The fellows receive specialized training in conservation planning and a $10,000 award toward a community-focused project.

Anderson is the coordinator of the Quivira Coalition's Conservation and Ranch Leadership and Youth program. Before taking that job, she worked as a field assistant for the Wyoming Wolf Project and as a field researcher in Kenya's Amboseli-Tsavo West ecosystem. She also worked as a children's environmental-science teacher at the Urban Resources Institute in Connecticut.

Anderson will focus on restoring a degraded section of the Dry Cimarron River in northeastern New Mexico for her fellowship project, according to information from Audubon. She will work on improving water quality and supply to the river through on-site workshops that reach out to the ranching community.

Anderson received a master's degree from the Yale School of Forestry and Environmental Studies. Her master's project looked at the carnivore-livestock conflict in Wyoming and will be published in a book, Large Carnivores, People and Governance.
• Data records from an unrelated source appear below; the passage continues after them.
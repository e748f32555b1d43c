//! Tests for the scheduler builder

use prometheus_process_sim::builders::SchedulerBuilder;
use prometheus_process_sim::config::{DelayMode, SimulationConfig};
use prometheus_process_sim::core::{CancellationToken, JitterRange, ProcessFactory, SchedulerError};

fn instant_config() -> SimulationConfig {
    SimulationConfig {
        delay: DelayMode::Instant,
        seed: Some(1),
        ..SimulationConfig::default()
    }
}

#[test]
fn test_builder_applies_first_pid_and_jitter() {
    let config = SimulationConfig {
        first_pid: 7000,
        daemon_jitter_min: 10,
        daemon_jitter_max: 20,
        ..instant_config()
    };
    let scheduler = SchedulerBuilder::new(config).build().unwrap();

    assert_eq!(scheduler.new_cpu_process("c", "t", None).id().get(), 7000);
    assert_eq!(scheduler.jitter(), JitterRange { min: 10, max: 20 });
}

#[test]
fn test_builder_rejects_invalid_config() {
    let config = SimulationConfig {
        unit_micros: 0,
        ..SimulationConfig::default()
    };
    let builder = SchedulerBuilder::new(config);
    assert_eq!(builder.config().unit_micros, 0);
    assert!(matches!(builder.build(), Err(SchedulerError::InvalidConfig(_))));
}

#[test]
fn test_builder_factory_overrides_first_pid() {
    let factory = ProcessFactory::starting_at(42);
    let scheduler = SchedulerBuilder::new(instant_config())
        .with_factory(factory)
        .build()
        .unwrap();
    assert_eq!(scheduler.new_io_process("i", "disk", None).id().get(), 42);
}

#[test]
fn test_builder_shares_cancellation_token() {
    let cancel = CancellationToken::new();
    let scheduler = SchedulerBuilder::new(instant_config())
        .with_cancellation(cancel.clone())
        .build()
        .unwrap();

    cancel.cancel();
    assert!(scheduler.cancellation_token().is_cancelled());
}

#[test]
fn test_seeded_builders_produce_identical_daemon_runs() {
    let run = || {
        let mut scheduler = SchedulerBuilder::new(instant_config()).with_seed(9).build().unwrap();
        scheduler.enqueue(Some(scheduler.new_daemon_process("d", "scan", Some(10))));
        scheduler
            .run_all()
            .unwrap()
            .reports
            .into_iter()
            .map(|r| r.waited_units)
            .collect::<Vec<_>>()
    };
    assert_eq!(run(), run());
}
//! Builder to construct a scheduler from configuration.

use std::sync::Arc;

use rand::rngs::StdRng;
use rand::SeedableRng;

use crate::config::{DelayMode, SimulationConfig};
use crate::core::{
    AuditSink, CancellationToken, Delay, InstantDelay, ProcessFactory, Scheduler, SchedulerError,
    ThreadDelay,
};

/// Assembles a [`Scheduler`] from a [`SimulationConfig`] plus optional
/// injected collaborators (delay, factory, audit sink, cancellation token).
#[derive(Default)]
pub struct SchedulerBuilder {
    config: SimulationConfig,
    delay: Option<Arc<dyn Delay>>,
    factory: Option<ProcessFactory>,
    audit: Option<Box<dyn AuditSink>>,
    cancel: Option<CancellationToken>,
}

impl SchedulerBuilder {
    /// Start from `config`.
    pub fn new(config: SimulationConfig) -> Self {
        Self {
            config,
            ..Self::default()
        }
    }

    /// Configuration the scheduler will be built from.
    pub const fn config(&self) -> &SimulationConfig {
        &self.config
    }

    /// Use `delay` instead of the one selected by the configured `DelayMode`.
    pub fn with_delay<D: Delay + 'static>(self, delay: D) -> Self {
        self.with_shared_delay(Arc::new(delay))
    }

    /// Use an already shared delay, e.g. a `VirtualClock` the caller inspects.
    pub fn with_shared_delay(mut self, delay: Arc<dyn Delay>) -> Self {
        self.delay = Some(delay);
        self
    }

    /// Seed the daemon jitter source.
    pub fn with_seed(mut self, seed: u64) -> Self {
        self.config.seed = Some(seed);
        self
    }

    /// Draw identities from `factory` instead of a fresh generator.
    pub fn with_factory(mut self, factory: ProcessFactory) -> Self {
        self.factory = Some(factory);
        self
    }

    /// Forward execution events to `audit`.
    pub fn with_audit<A: AuditSink + 'static>(mut self, audit: A) -> Self {
        self.audit = Some(Box::new(audit));
        self
    }

    /// Share `cancel` with the scheduler.
    pub fn with_cancellation(mut self, cancel: CancellationToken) -> Self {
        self.cancel = Some(cancel);
        self
    }

    /// Validate the configuration and build.
    pub fn build(self) -> Result<Scheduler, SchedulerError> {
        self.config.validate()?;
        Ok(self.build_unchecked())
    }

    pub(crate) fn build_unchecked(self) -> Scheduler {
        let Self {
            config,
            delay,
            factory,
            audit,
            cancel,
        } = self;

        let delay = delay.unwrap_or_else(|| match config.delay {
            DelayMode::Realtime => Arc::new(ThreadDelay::new(config.unit_micros)),
            DelayMode::Instant => Arc::new(InstantDelay),
        });
        let rng = config
            .seed
            .map_or_else(StdRng::from_os_rng, StdRng::seed_from_u64);
        let factory = factory.unwrap_or_else(|| ProcessFactory::starting_at(config.first_pid));
        tracing::debug!(
            delay = ?config.delay,
            unit_micros = config.unit_micros,
            seeded = config.seed.is_some(),
            first_pid = %factory.next_pid(),
            "building scheduler"
        );

        Scheduler::from_parts(
            factory,
            delay,
            cancel.unwrap_or_default(),
            rng,
            config.jitter(),
            audit,
        )
    }
}

impl std::fmt::Debug for SchedulerBuilder {
    fn fmt(&self, f: &mut std::fmt::Formatter<'_>) -> std::fmt::Result {
        f.debug_struct("SchedulerBuilder")
            .field("config", &self.config)
            .field("custom_delay", &self.delay.is_some())
            .field("factory", &self.factory)
            .field("audit", &self.audit.is_some())
            .finish_non_exhaustive()
    }
}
The TogetherGreen Fellowship was launched by Audubon with support from Toyota in March. "Avery is the kind of person who can make a real difference in the health of our environment and the quality of our future," said Audubon President John Flicker.

The Quivira Coalition was founded more than a decade ago by two Sierra Club members and a rancher to find common ground between ranchers and environmentalists.